Il Manifesto: Giocare alla cybersecurity è una cosa seria

Giocare alla cybersecurity è una cosa seria

Hacker’s Dictionary. I servizi segreti presentano in una scuola romana Cybercity Chronicles, un videogame per apprendere le nozioni di base della sicurezza informatica. Presente Giuseppe Conte che pontifica sul diritto alla rete

di ARTURO DI CORINTO per Il Manifesto del 18 Aprile 2019

La sicurezza si impara giocando. Dopo l’avvio in pompa magna il 4 dicembre 2017 “Be Aware, Be Digital”, la campagna di comunicazione sulla cybersecurity della Presidenza del Consiglio, sembrava finita nel dimenticatoio. E invece è ripartita con un gioco per ragazzi.

Presentato nientemeno che dal Presidente Giuseppe Conte in una scuola romana, il videogioco Cybercity Chronicles ha l’obbiettivo di insegnare ai più giovani e alle loro famiglie le basi della sicurezza informatica, il suo vocabolario, le trappole e i comportamenti virtuosi da tenere in rete. Il gioco, che riprende il mito di Teseo e Arianna, è ambientato in un futuro cyberpunk e, proprio come nei romanzi distopici di William Gibson, fa muovere i personaggi in un mondo underground pieno di pericoli informatici.

 

La città, Cybercity, è infatti nelle mani di un brutto ceffo, Asterio Taur, diventato governatore grazie all’uso spregiudicato e criminale della rete. Contro di lui si battono dei giovani agenti che con l’aiuto di una intelligenza artificiale vogliono restituire a tutti i cittadini la libertà digitale perduta. Tattiche di collaborazione e armi cibernetiche vengono usate dai giovani eroi nelle sfide contro Mr. Spam, Rambot, Troll, H4t3r, Flamer, nomi allegorici di comportamenti odiosi come lo spamming, il bullismo e le molestie online. Più simile a Supermario che a Fortnite, nel gioco a punti dove si conquistano ‘Bytecoin’ non si deve sparare a tutto quello che si muove.

Insomma, un bell’esempio di gamification per imparare le basi della sicurezza informatica. L’utilizzo di metodologie ludiche e videoludiche in contesti di apprendimento è notoriamente utile a stimolare il coinvolgimento in compiti che possono essere percepiti come noiosi o difficili. Per questo il meccanismo psicologico sfruttato dal gioco è quello di fare leva su sfide e ricompense per mantenere alta l’attenzione e favorire la memorizzazione di concetti e comportamenti.

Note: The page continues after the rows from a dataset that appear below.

use serde_json::Value;

/// Renders a bucket key the way it is compared and joined into path keys.
///
/// Floating point keys drop a trailing `.0`, so a histogram bucket keyed `100.0`
/// renders as `100`.
pub fn json_to_string(key: &Value) -> Option<String> {
    match key {
        Value::Null => None,
        Value::Bool(b) => Some(if *b {
            "true".to_string()
        } else {
            "false".to_string()
        }),
        Value::Number(n) => Some(match (n.as_i64(), n.as_u64(), n.as_f64()) {
            (Some(i), _, _) => i.to_string(),
            (_, Some(u), _) => u.to_string(),
            (_, _, Some(f)) => f.to_string(),
            _ => n.to_string(),
        }),
        Value::String(s) => Some(s.clone()),
        Value::Array(_) | Value::Object(_) => None,
    }
}

#[cfg(test)]
mod tests {
    use crate::utils::json_to_string;
    use serde_json::json;

    #[test]
    fn test_json_to_string_scalars() {
        assert_eq!(json_to_string(&json!("ios")), Some("ios".to_string()));
        assert_eq!(json_to_string(&json!("")), Some(String::new()));
        assert_eq!(json_to_string(&json!(true)), Some("true".to_string()));
        assert_eq!(json_to_string(&json!(42)), Some("42".to_string()));
        assert_eq!(json_to_string(&json!(-3)), Some("-3".to_string()));
    }

    #[test]
    fn test_json_to_string_floats() {
        assert_eq!(json_to_string(&json!(100.0)), Some("100".to_string()));
        assert_eq!(json_to_string(&json!(2.5)), Some("2.5".to_string()));
    }

    #[test]
    fn test_json_to_string_unsupported() {
        assert_eq!(json_to_string(&json!(null)), None);
        assert_eq!(json_to_string(&json!([1, 2])), None);
        assert_eq!(json_to_string(&json!({"a": 1})), None);
    }
}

Non è la prima volta che la gamification viene utilizzata nell’addestramento alla cybersecurity: banche come BNL la usano per preparare gli impiegati contro i cybercriminali, ma è sicuramente la prima volta che la strada viene tentata dai Servizi segreti. La campagna è stata pensata all’interno del Dipartimento delle informazioni per la sicurezza, il nostro DIS, il cui direttore, il generale Gennaro Vecchione, presentandola col videogioco, ha voluto ricordare che “la sicurezza è una responsabilità di tutti”.

Durante la presentazione il presidente Conte ha dialogato con gli studenti della scuola ospitante e ne ha approfittato per ribadire alcuni concetti: il rischio della dipendenza da Internet e dai social, la difesa dei compagni tiranneggiati dai bulli, il diritto di tutti di accedere alla rete, ma anche la sua necessaria regolamentazione.

A parte un piccolo scivolone quando ha confuso la data di nascita di Internet con quella del Web, e l’inquietudine ‘storica’ provocata nel cronista dai piccoli alunni appollaiati per la scale a salutarlo, il presidente ha sfoggiato grande simpatia e disponibilità con gli studenti che sembravano abbastanza edotti sul tema. Al presidente hanno domandato “Come sono fatti i cattivi di Internet?”, “Con quali armi si combatteranno le guerre del futuro?”, ma gli hanno anche fatto una domanda da giornalisti in erba: “In Parlamento a cosa servono i social?”. “A comunicarne meglio le attività”, ha risposto lui. A patto di non confondere la comunicazione istituzionale con la propaganda politica, diciamo noi.